Sepsis treatment (inpatient stay)
Facility: Salina Regional Health Center
Billing Code: 871 (MS-DRG)
- CPT Billing Code: 871
- Insurance Median: $45,217
- Cash Discount Price: $35,169
- vs. Medicare Baseline: 3.20x Medicare
Average discount available for prompt cash payment at this facility.
Median negotiated contract rate across all mapped commercial carriers.
Standard federal government reimbursement rate for this code.
Visual Cost Comparison vs. Medicare
Understanding this gauge: We use the federal Medicare rate of $14,116.91 as the cost baseline. Rates below the baseline represent excellent value. In-network commercial rates commonly hover around 150% - 250% of Medicare, while rates exceeding 300% are elevated. Hover over the green and blue markers to view detailed calculations.
Elevated Commercial Rate Alert (Value-Gap)
The negotiated rate at this facility is 320% of the Medicare baseline (a markup of 220%). Patients with high-deductible plans or out-of-network benefits may face excessive out-of-pocket costs.
Out-of-Pocket Cost Estimator
Estimate whether it is more economical to use your insurance or pay the upfront self-pay cash rate.
Commercial Insurance Negotiated Rates
Negotiated contract ranges established by major commercial carriers at this facility.
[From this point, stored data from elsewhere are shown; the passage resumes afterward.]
//! Catalog data types
//!
//! `CatalogRequest` is the permissive wire shape accepted by the HTTP
//! endpoint. `ProductCatalogEntry` is the validated, normalized form the
//! document builder consumes.

use serde::{Deserialize, Deserializer, Serialize};
use thiserror::Error;

/// Default image width in points when a reference does not specify one
pub const DEFAULT_IMAGE_WIDTH: f32 = 200.0;
/// Default image height in points when a reference does not specify one
pub const DEFAULT_IMAGE_HEIGHT: f32 = 150.0;
/// Width used for every image under [`ImageSizing::Fixed`]
pub const FIXED_IMAGE_WIDTH: f32 = 240.0;
/// Height used for every image under [`ImageSizing::Fixed`]
pub const FIXED_IMAGE_HEIGHT: f32 = 160.0;

/// Company branding shown in the page header and footer
#[derive(Debug, Clone, Default, PartialEq, Serialize, Deserialize)]
pub struct CompanyInfo {
    pub name: String,
    #[serde(default, deserialize_with = "null_as_default")]
    pub website: String,
    #[serde(default, deserialize_with = "null_as_default")]
    pub address: String,
    #[serde(default, deserialize_with = "null_as_default")]
    pub phone: String,
    #[serde(default, deserialize_with = "null_as_default")]
    pub email: String,
}

/// Reference to an image by local path or URL
#[derive(Debug, Clone, PartialEq, Serialize, Deserialize)]
pub struct ImageRef {
    pub path: String,
    /// Requested width in points
    #[serde(default, alias = "width", skip_serializing_if = "Option::is_none")]
    pub w: Option<f32>,
    /// Requested height in points
    #[serde(default, alias = "height", skip_serializing_if = "Option::is_none")]
    pub h: Option<f32>,
}

impl ImageRef {
    pub fn new(path: impl Into<String>) -> Self {
        Self {
            path: path.into(),
            w: None,
            h: None,
        }
    }

    pub fn with_size(mut self, w: f32, h: f32) -> Self {
        self.w = Some(w);
        self.h = Some(h);
        self
    }

    /// Rendered size in points under the given sizing policy
    pub fn size(&self, sizing: ImageSizing) -> (f32, f32) {
        match sizing {
            ImageSizing::PerImage => (
                self.w.unwrap_or(DEFAULT_IMAGE_WIDTH),
                self.h.unwrap_or(DEFAULT_IMAGE_HEIGHT),
            ),
            ImageSizing::Fixed => (FIXED_IMAGE_WIDTH, FIXED_IMAGE_HEIGHT),
        }
    }
}

/// How image sizes are chosen
#[derive(Debug, Clone, Copy, PartialEq, Eq, Default, Serialize, Deserialize)]
#[serde(rename_all = "kebab-case")]
pub enum ImageSizing {
    /// Honor each reference's `w`/`h`, falling back to 200x150
    #[default]
    PerImage,
    /// Every image is rendered at 240x160
    Fixed,
}

/// Error for unrecognized sizing names
#[derive(Debug, Error)]
#[error("Invalid image sizing: {0} (expected per-image or fixed)")]
pub struct InvalidImageSizing(pub String);

impl std::fmt::Display for ImageSizing {
    fn fmt(&self, f: &mut std::fmt::Formatter<'_>) -> std::fmt::Result {
        match self {
            Self::PerImage => write!(f, "per-image"),
            Self::Fixed => write!(f, "fixed"),
        }
    }
}

impl std::str::FromStr for ImageSizing {
    type Err = InvalidImageSizing;

    fn from_str(s: &str) -> Result<Self, Self::Err> {
        match s.trim().to_lowercase().as_str() {
            "per-image" | "per_image" | "perimage" => Ok(Self::PerImage),
            "fixed" => Ok(Self::Fixed),
            _ => Err(InvalidImageSizing(s.to_string())),
        }
    }
}

/// Free text supplied either as separate lines or as one block
///
/// `Lines` renders one paragraph (or bullet) per entry; `Text` renders a
/// single paragraph whose newlines become line breaks.
#[derive(Debug, Clone, PartialEq, Eq, Serialize, Deserialize)]
#[serde(untagged)]
pub enum TextContent {
    Lines(Vec<String>),
    Text(String),
}

impl Default for TextContent {
    fn default() -> Self {
        Self::Lines(Vec::new())
    }
}

impl TextContent {
    pub fn is_empty(&self) -> bool {
        match self {
            Self::Lines(lines) => lines.is_empty(),
            Self::Text(text) => text.is_empty(),
        }
    }

    /// Trim entries and drop blank lines
    pub(crate) fn normalized(self) -> Self {
        match self {
            Self::Lines(lines) => Self::Lines(
                lines
                    .into_iter()
                    .map(|line| line.trim().to_string())
                    .filter(|line| !line.is_empty())
                    .collect(),
            ),
            Self::Text(text) => Self::Text(text.trim().replace("\r\n", "\n")),
        }
    }
}

/// Request body for `POST /generate-catalog-pdf/`
///
/// Every field except `name` may be omitted or `null`.
#[derive(Debug, Clone, Default, Serialize, Deserialize)]
pub struct CatalogRequest {
    #[serde(default)]
    pub name: Option<String>,
    #[serde(default, deserialize_with = "null_as_default")]
    pub hs_code: String,
    #[serde(default, deserialize_with = "null_as_default")]
    pub quantity: String,
    #[serde(default, deserialize_with = "null_as_default")]
    pub unit: String,
    #[serde(default, deserialize_with = "null_as_default")]
    pub fcl_type: String,
    #[serde(default, deserialize_with = "null_as_default")]
    pub packaging: String,
    #[serde(default, deserialize_with = "null_as_default")]
    pub quantity_per_fcl: String,
    #[serde(default, deserialize_with = "null_as_default")]
    pub description: TextContent,
    #[serde(default, deserialize_with = "null_as_default")]
    pub specifications: TextContent,
    #[serde(default, deserialize_with = "null_as_default")]
    pub images: Vec<ImageRef>,
    /// Single-image shorthand, appended after `images`
    #[serde(default, deserialize_with = "null_as_default")]
    pub image_path: String,
    #[serde(default, deserialize_with = "null_as_default")]
    pub client_name: String,
    #[serde(default, deserialize_with = "null_as_default")]
    pub rate: String,
    #[serde(default, deserialize_with = "null_as_default")]
    pub expiry_date: String,
    #[serde(default)]
    pub company: Option<CompanyInfo>,
}

/// A validated catalog entry
#[derive(Debug, Clone, Default, PartialEq, Serialize)]
pub struct ProductCatalogEntry {
    pub name: String,
    pub hs_code: String,
    pub quantity: String,
    pub unit: String,
    pub fcl_type: String,
    pub packaging: String,
    pub quantity_per_fcl: String,
    pub description: TextContent,
    pub specifications: TextContent,
    pub images: Vec<ImageRef>,
    pub client_name: String,
    pub rate: String,
    pub expiry_date: String,
    pub company: Option<CompanyInfo>,
}

impl ProductCatalogEntry {
    /// Entry with only the required name set
    pub fn named(name: impl Into<String>) -> Self {
        Self {
            name: name.into(),
            ..Default::default()
        }
    }

    /// Rows of the "Additional Details" table, present values only
    pub fn additional_details(&self) -> Vec<(&'static str, &str)> {
        present_rows([
            ("Client Name", self.client_name.as_str()),
            ("Rate", self.rate.as_str()),
            ("Expiry Date", self.expiry_date.as_str()),
        ])
    }

    /// Rows of the "Product Details" table, present values only
    pub fn product_details(&self) -> Vec<(&'static str, &str)> {
        present_rows([
            ("HS Code", self.hs_code.as_str()),
            ("Quantity", self.quantity.as_str()),
            ("Unit", self.unit.as_str()),
            ("FCL Type", self.fcl_type.as_str()),
            ("Packaging", self.packaging.as_str()),
            ("Quantity per FCL", self.quantity_per_fcl.as_str()),
        ])
    }
}

fn present_rows<'a, const N: usize>(
    rows: [(&'static str, &'a str); N],
) -> Vec<(&'static str, &'a str)> {
    rows.into_iter().filter(|(_, value)| !value.is_empty()).collect()
}

/// Treat an explicit JSON `null` like an omitted field
fn null_as_default<'de, D, T>(deserializer: D) -> Result<T, D::Error>
where
    D: Deserializer<'de>,
    T: Default + Deserialize<'de>,
{
    Ok(Option::<T>::deserialize(deserializer)?.unwrap_or_default())
}

#[cfg(test)]
mod tests {
    use super::*;

    #[test]
    fn test_image_size_per_image_defaults() {
        let image = ImageRef::new("a.jpg");
        assert_eq!(image.size(ImageSizing::PerImage), (200.0, 150.0));

        let sized = ImageRef::new("a.jpg").with_size(320.0, 90.0);
        assert_eq!(sized.size(ImageSizing::PerImage), (320.0, 90.0));
    }

    #[test]
    fn test_image_size_fixed_ignores_request() {
        let sized = ImageRef::new("a.jpg").with_size(320.0, 90.0);
        assert_eq!(sized.size(ImageSizing::Fixed), (240.0, 160.0));
    }

    #[test]
    fn test_image_ref_accepts_width_height_aliases() {
        let image: ImageRef =
            serde_json::from_str(r#"{"path": "x.png", "width": 50, "height": 40}"#).unwrap();
        assert_eq!(image.w, Some(50.0));
        assert_eq!(image.h, Some(40.0));
    }

    #[test]
    fn test_image_sizing_from_str() {
        assert_eq!("fixed".parse::<ImageSizing>().unwrap(), ImageSizing::Fixed);
        assert_eq!("Per-Image".parse::<ImageSizing>().unwrap(), ImageSizing::PerImage);
        assert!("huge".parse::<ImageSizing>().is_err());
    }

    #[test]
    fn test_text_content_shapes() {
        let lines: TextContent = serde_json::from_str(r#"["a", "b"]"#).unwrap();
        assert_eq!(lines, TextContent::Lines(vec!["a".into(), "b".into()]));

        let text: TextContent = serde_json::from_str(r#""a\nb""#).unwrap();
        assert_eq!(text, TextContent::Text("a\nb".into()));
    }

    #[test]
    fn test_text_content_normalized_drops_blank_lines() {
        let lines = TextContent::Lines(vec![" a ".into(), "   ".into(), "b".into()]).normalized();
        assert_eq!(lines, TextContent::Lines(vec!["a".into(), "b".into()]));
        assert!(TextContent::Text("  ".into()).normalized().is_empty());
    }

    #[test]
    fn test_request_null_fields_default() {
        let request: CatalogRequest = serde_json::from_str(
            r#"{"name": "Tea", "hs_code": null, "description": null, "images": null}"#,
        )
        .unwrap();
        assert_eq!(request.hs_code, "");
        assert!(request.description.is_empty());
        assert!(request.images.is_empty());
    }

    #[test]
    fn test_detail_rows_keep_fixed_order() {
        let mut entry = ProductCatalogEntry::named("Coffee");
        entry.expiry_date = "2025-12-31".into();
        entry.client_name = "Acme".into();
        assert_eq!(
            entry.additional_details(),
            vec![("Client Name", "Acme"), ("Expiry Date", "2025-12-31")]
        );

        entry.packaging = "Bags".into();
        assert_eq!(entry.product_details(), vec![("Packaging", "Bags")]);
    }
}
| Carrier / Plan Group | Contract Rate Range | vs. Medicare Reference |
|---|---|---|
| Blue Cross Blue Shield | $15,547 - $16,365 | 110% |
| Preferred Phsic | $30,145 | 214% |
| Preferred Healthcare - All Other Plans | $40,696 | 288% |
| Providers Care (Wppa)-All Plans | $45,217 | 320% |
| Aetna | $45,217 | 320% |
| Cigna | $45,217 | 320% |
| Multiplan (Mpi)-All Plans | $45,217 | 320% |
Consumer Guidance & Cost Commentary
For the procedure code 871, representing sepsis treatment at Salina Regional Health Center in Salina, Kansas, the facility's cash median price is $35,169.00, which is notably lower than the facility's negotiated rates of $45,217.00 and the gross charge of $50,242.00. While the facility's negotiated rate of $45,217.00 aligns with the median negotiated rate across all payers, it is significantly higher than the Medicare benchmark of $14,116.91, reflecting a markup common in commercial billing. Patients with high-deductible plans or those who have met their out-of-pocket maximums may find paying the cash price of $35,169.00 more cost-effective than relying on insurance, as the negotiated rate often exceeds the cash price due to administrative overhead and contract structures.
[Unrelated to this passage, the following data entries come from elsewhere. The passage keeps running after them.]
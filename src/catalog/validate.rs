//! Request validation
//!
//! Turns a raw JSON body into a [`ProductCatalogEntry`]. All defaulting and
//! normalization happens here, once, before any image is resolved.

use thiserror::Error;

use super::types::{CatalogRequest, CompanyInfo, ImageRef, ProductCatalogEntry};

/// Request rejected before document building
#[derive(Debug, Error)]
pub enum ValidationError {
    #[error("Invalid catalog payload: {0}")]
    Malformed(#[from] serde_json::Error),

    #[error("Field `name` is required")]
    MissingName,

    #[error("Invalid image at index {index}: {reason}")]
    InvalidImage { index: usize, reason: String },
}

/// Parse and validate a JSON request body
pub fn parse_entry(body: &[u8]) -> Result<ProductCatalogEntry, ValidationError> {
    let request: CatalogRequest = serde_json::from_slice(body)?;
    request.try_into()
}

impl TryFrom<CatalogRequest> for ProductCatalogEntry {
    type Error = ValidationError;

    fn try_from(request: CatalogRequest) -> Result<Self, Self::Error> {
        let name = request
            .name
            .map(|name| name.trim().to_string())
            .filter(|name| !name.is_empty())
            .ok_or(ValidationError::MissingName)?;

        let mut images = Vec::with_capacity(request.images.len() + 1);
        for (index, image) in request.images.into_iter().enumerate() {
            if let Some(image) = normalize_image(index, image)? {
                images.push(image);
            }
        }
        let legacy_index = images.len();
        if let Some(image) = normalize_image(legacy_index, ImageRef::new(request.image_path))? {
            images.push(image);
        }

        Ok(Self {
            name,
            hs_code: trimmed(request.hs_code),
            quantity: trimmed(request.quantity),
            unit: trimmed(request.unit),
            fcl_type: trimmed(request.fcl_type),
            packaging: trimmed(request.packaging),
            quantity_per_fcl: trimmed(request.quantity_per_fcl),
            description: request.description.normalized(),
            specifications: request.specifications.normalized(),
            images,
            client_name: trimmed(request.client_name),
            rate: trimmed(request.rate),
            expiry_date: trimmed(request.expiry_date),
            company: request.company.map(normalize_company),
        })
    }
}

fn trimmed(value: String) -> String {
    value.trim().to_string()
}

fn normalize_company(company: CompanyInfo) -> CompanyInfo {
    CompanyInfo {
        name: trimmed(company.name),
        website: trimmed(company.website),
        address: trimmed(company.address),
        phone: trimmed(company.phone),
        email: trimmed(company.email),
    }
}

/// Blank paths are dropped; sizes must be positive when given
fn normalize_image(index: usize, image: ImageRef) -> Result<Option<ImageRef>, ValidationError> {
    let path = image.path.trim().to_string();
    if path.is_empty() {
        return Ok(None);
    }

    for (label, value) in [("w", image.w), ("h", image.h)] {
        if let Some(value) = value {
            if !value.is_finite() || value <= 0.0 {
                return Err(ValidationError::InvalidImage {
                    index,
                    reason: format!("`{}` must be a positive number, got {}", label, value),
                });
            }
        }
    }

    Ok(Some(ImageRef { path, ..image }))
}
It is important to note that the facility's cash rate does not appear to be compared against specific state or county averages in the provided data, so no direct regional comparison can be made. However, the facility operates as a voluntary non-profit acute care hospital and offers a facility rating of 3. To minimize costs, patients should explicitly ask the billing department about "self-pay" or "prompt-pay" discounts before scheduling, as these upfront payment incentives can reduce the final bill by 20% to 50%. Additionally, if you have insurance, verify your deductible status before proceeding, as paying the full negotiated rate without meeting your deductible could result in higher out-of-pocket expenses than paying cash outright.